→ What this task involves
Anywhere the string "responses" shows up in the listing below, copy the line it is in.

→ Records to process
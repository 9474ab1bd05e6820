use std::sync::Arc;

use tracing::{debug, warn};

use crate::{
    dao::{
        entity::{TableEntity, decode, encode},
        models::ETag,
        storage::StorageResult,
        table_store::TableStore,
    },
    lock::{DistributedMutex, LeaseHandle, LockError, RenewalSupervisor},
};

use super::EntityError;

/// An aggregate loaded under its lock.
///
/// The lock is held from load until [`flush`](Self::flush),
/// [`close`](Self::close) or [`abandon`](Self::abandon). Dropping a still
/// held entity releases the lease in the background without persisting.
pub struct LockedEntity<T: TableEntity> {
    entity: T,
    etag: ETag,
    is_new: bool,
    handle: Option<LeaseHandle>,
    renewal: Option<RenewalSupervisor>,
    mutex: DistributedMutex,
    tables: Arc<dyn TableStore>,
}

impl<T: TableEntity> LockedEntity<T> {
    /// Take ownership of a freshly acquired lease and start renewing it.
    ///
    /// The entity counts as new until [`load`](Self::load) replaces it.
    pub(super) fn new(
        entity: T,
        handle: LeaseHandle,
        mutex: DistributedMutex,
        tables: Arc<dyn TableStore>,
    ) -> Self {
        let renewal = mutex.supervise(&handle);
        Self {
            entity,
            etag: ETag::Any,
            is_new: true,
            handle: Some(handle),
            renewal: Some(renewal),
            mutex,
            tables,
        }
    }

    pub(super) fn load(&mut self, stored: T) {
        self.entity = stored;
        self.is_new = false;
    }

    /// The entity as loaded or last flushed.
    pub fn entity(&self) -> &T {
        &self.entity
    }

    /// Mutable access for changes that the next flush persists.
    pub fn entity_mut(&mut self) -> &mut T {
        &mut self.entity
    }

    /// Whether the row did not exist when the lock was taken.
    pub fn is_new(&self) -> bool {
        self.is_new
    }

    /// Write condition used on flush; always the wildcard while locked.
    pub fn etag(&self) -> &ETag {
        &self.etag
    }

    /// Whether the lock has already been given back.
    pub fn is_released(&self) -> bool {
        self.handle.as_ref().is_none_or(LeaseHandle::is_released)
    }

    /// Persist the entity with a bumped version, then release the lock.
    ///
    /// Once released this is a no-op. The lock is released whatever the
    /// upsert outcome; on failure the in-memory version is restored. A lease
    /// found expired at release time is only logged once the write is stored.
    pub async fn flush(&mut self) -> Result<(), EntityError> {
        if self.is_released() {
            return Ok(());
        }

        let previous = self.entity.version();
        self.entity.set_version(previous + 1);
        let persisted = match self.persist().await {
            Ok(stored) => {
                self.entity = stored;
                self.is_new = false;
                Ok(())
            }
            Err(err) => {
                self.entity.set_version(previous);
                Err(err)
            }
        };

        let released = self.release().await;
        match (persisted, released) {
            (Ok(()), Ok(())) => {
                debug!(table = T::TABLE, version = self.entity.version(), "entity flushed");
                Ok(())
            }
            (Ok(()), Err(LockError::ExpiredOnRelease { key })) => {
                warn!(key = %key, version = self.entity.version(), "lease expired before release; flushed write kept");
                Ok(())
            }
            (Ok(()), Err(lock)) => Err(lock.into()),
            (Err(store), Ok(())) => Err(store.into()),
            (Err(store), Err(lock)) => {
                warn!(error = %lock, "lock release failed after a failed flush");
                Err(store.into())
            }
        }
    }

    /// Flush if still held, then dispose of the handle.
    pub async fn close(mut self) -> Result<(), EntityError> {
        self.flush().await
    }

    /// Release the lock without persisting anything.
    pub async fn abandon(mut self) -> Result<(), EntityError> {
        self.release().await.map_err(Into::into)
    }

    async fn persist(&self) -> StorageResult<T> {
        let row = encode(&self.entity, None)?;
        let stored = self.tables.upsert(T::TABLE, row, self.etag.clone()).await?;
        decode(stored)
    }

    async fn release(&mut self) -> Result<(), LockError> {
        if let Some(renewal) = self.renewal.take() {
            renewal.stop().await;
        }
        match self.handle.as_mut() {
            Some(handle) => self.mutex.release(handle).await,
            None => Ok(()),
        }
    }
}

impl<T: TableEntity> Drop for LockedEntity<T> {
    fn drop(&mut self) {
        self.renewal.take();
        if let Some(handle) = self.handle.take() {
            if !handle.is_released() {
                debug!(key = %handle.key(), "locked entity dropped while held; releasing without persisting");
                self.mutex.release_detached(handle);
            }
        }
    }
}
--
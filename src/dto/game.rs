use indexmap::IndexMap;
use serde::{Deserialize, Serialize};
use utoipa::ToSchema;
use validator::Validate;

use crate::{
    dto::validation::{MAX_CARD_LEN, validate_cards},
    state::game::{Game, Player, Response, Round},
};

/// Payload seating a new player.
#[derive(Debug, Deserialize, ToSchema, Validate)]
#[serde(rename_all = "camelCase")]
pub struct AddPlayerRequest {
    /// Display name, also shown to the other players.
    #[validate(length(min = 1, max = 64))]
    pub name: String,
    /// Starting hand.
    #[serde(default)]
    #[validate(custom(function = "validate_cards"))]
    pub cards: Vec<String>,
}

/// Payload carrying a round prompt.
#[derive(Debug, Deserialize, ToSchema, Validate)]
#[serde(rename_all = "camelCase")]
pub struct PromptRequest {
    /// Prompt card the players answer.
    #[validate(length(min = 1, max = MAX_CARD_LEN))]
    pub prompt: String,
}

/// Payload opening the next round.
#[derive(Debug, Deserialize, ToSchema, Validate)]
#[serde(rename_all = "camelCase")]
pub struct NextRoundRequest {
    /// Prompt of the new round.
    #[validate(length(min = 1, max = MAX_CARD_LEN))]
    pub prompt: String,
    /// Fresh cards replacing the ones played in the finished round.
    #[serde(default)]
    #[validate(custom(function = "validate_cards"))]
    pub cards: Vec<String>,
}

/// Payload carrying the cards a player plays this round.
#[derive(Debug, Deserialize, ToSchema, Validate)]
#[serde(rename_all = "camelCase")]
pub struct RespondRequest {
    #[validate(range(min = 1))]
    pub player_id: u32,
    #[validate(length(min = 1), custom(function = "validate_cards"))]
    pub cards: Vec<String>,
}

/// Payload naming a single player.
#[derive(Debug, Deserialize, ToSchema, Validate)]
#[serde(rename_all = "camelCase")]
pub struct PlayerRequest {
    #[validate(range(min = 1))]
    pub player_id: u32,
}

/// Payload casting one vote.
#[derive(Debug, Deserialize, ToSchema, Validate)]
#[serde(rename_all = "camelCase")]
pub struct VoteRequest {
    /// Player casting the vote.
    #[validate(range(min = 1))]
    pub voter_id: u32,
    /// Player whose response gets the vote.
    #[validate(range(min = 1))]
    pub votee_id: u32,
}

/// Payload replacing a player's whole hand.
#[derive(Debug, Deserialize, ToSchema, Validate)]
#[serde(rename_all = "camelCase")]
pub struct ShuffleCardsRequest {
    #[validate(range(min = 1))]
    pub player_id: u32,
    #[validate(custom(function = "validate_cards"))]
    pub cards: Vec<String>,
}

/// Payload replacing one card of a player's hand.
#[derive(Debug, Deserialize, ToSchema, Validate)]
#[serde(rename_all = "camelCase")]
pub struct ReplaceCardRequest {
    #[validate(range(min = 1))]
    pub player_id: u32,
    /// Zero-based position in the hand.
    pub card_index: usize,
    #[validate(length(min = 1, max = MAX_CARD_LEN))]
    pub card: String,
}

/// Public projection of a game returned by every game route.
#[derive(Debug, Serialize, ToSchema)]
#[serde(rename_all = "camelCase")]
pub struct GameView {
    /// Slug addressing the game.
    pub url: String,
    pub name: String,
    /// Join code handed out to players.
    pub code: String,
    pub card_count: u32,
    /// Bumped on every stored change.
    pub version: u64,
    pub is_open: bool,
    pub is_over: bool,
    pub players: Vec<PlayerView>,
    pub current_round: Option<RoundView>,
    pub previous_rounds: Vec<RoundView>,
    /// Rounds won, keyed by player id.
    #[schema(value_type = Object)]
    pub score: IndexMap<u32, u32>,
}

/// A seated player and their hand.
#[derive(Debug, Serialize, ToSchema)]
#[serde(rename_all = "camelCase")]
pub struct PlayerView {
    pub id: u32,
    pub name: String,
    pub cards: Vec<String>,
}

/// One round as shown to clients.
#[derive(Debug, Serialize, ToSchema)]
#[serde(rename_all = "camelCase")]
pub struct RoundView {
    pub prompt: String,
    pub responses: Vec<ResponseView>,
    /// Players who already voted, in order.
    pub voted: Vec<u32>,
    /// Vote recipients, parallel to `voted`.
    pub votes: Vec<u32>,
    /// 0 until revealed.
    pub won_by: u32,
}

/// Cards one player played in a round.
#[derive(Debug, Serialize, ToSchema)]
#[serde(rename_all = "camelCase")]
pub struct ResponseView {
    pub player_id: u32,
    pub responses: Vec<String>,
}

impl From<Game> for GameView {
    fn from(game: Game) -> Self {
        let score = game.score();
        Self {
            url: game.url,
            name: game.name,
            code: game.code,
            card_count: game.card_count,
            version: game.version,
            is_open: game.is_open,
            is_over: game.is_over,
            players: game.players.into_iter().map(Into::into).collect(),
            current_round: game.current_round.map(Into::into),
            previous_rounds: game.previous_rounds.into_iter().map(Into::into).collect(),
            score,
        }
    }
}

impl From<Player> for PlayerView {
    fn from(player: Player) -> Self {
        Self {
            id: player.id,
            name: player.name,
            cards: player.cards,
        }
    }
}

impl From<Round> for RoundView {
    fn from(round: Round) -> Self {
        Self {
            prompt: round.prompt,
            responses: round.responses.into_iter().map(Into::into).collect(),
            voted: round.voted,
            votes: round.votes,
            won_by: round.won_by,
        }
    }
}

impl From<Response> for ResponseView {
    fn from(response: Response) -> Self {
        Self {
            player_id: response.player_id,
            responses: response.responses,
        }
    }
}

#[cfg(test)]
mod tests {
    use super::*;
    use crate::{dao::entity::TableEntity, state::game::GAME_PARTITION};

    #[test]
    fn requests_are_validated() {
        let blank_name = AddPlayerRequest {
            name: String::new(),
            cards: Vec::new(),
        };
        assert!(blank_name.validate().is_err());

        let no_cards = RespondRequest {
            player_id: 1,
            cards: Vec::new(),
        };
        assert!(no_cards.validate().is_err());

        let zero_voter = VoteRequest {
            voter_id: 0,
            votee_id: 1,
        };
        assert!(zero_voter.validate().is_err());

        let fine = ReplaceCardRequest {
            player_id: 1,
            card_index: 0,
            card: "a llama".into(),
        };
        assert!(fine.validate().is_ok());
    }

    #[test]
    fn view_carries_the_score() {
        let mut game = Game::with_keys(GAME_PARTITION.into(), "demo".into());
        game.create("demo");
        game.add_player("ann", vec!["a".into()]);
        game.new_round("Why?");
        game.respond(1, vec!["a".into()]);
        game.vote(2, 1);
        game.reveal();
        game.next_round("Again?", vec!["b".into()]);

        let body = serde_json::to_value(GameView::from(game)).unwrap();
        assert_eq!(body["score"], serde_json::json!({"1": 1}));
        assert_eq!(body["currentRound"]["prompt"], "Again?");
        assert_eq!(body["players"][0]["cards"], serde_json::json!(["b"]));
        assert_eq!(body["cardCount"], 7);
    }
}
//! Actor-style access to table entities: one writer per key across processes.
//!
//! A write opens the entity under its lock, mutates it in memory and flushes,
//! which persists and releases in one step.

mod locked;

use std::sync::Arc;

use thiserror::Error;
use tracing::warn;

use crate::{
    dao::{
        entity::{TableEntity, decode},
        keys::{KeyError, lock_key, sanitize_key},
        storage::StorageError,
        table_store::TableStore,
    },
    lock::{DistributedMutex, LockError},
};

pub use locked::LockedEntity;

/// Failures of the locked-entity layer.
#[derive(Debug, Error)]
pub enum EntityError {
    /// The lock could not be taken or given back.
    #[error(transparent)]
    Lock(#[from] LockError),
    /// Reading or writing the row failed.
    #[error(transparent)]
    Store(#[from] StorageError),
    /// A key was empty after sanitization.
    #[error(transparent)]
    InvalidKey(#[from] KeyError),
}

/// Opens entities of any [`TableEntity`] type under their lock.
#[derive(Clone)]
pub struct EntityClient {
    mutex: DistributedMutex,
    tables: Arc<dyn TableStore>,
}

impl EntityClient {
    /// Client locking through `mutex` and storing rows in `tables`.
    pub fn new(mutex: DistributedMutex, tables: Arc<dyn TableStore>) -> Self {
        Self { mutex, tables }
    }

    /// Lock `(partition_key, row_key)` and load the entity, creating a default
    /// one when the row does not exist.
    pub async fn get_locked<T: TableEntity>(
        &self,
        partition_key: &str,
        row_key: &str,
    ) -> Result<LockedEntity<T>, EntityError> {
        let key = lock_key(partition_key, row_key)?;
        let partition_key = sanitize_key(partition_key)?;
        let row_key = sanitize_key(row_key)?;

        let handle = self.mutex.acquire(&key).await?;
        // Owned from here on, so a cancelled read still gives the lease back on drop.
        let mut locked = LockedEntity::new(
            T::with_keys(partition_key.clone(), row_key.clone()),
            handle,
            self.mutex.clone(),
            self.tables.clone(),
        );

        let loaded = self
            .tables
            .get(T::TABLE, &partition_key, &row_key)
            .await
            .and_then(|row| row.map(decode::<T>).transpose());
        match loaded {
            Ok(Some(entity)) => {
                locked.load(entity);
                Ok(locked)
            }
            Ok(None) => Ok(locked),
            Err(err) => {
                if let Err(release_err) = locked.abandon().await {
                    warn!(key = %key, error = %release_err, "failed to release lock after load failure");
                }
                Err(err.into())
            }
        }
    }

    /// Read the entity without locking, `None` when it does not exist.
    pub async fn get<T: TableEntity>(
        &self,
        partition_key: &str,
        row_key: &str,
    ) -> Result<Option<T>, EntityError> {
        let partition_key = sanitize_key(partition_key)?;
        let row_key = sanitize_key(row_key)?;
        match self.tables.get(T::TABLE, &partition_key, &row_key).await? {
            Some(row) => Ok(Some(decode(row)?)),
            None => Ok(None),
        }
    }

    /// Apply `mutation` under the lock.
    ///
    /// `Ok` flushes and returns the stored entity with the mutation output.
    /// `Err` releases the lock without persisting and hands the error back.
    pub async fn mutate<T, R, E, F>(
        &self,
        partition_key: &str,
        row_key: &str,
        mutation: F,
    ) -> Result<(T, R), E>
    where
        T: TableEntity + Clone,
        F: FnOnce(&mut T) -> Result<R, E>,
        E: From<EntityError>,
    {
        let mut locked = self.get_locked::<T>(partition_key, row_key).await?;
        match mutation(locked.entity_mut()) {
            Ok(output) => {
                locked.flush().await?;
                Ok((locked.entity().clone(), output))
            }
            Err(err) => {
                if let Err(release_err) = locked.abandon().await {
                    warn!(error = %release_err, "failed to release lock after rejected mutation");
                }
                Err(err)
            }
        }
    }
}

→ Problem solution
    pub responses: Vec<ResponseView>,
    pub responses: Vec<String>,
            responses: round.responses.into_iter().map(Into::into).collect(),
            responses: response.responses,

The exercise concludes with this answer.